Well I'm officially home and recovering.

The wake was on Thursday, lots of people came and it was great to see so many we haven't seen in years. My grandpa looked really handsome and lots of people sent flowers. Isabella broke down a lot. I felt just awful for her, it was great to see how much she loved my grandpa though and that she'll remember him. She went up to the casket and hugged him so hard. Dominic kept telling him to get up - "Gampa up" "Gampa". Isabella said how much she loved him and missed him. It was wrenching. I did ok... I broke down a couple times but luckily had plenty of arms to wrap around me. I went out with my cousins for dinner and drinks after the wake which was nice.

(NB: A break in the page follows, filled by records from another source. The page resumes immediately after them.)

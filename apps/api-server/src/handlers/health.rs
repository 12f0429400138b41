//! Health check endpoint.

use actix_web::HttpResponse;
use folio_shared::ApiResponse;
use serde::Serialize;

use crate::observability::RequestId;

#[derive(Serialize)]
pub struct HealthResponse {
    pub version: &'static str,
    pub timestamp: String,
}

/// GET /api/health
pub async fn health_check(request_id: RequestId) -> HttpResponse {
    let response = HealthResponse {
        version: env!("CARGO_PKG_VERSION"),
        timestamp: chrono::Utc::now().to_rfc3339(),
    };

    HttpResponse::Ok()
        .json(ApiResponse::ok(200, "ok", response).with_request_id(request_id.as_str()))
}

On Friday we had the funeral. It was a really nice service, I did the first reading from the book of Lamentations and broke down some more along wtih my mom who said "I just miss him so much." and we held eachother for awhile after the service. During Communion Isabella was bawling and my mom hugged her. Isabella was crying so hard you could hear her in the whole church. Her face was beet red and she was just a huge mess. I felt so horrible for her. I tried my best to stay strong. I spoke at the burial site along with my cousin and 2 of my aunts. We all spoke about different aspects of my grandpa which was nice. then we kissed the casket and said good-bye. After that we went to the church and had a reception with all the old friends and people from the old neighborhood.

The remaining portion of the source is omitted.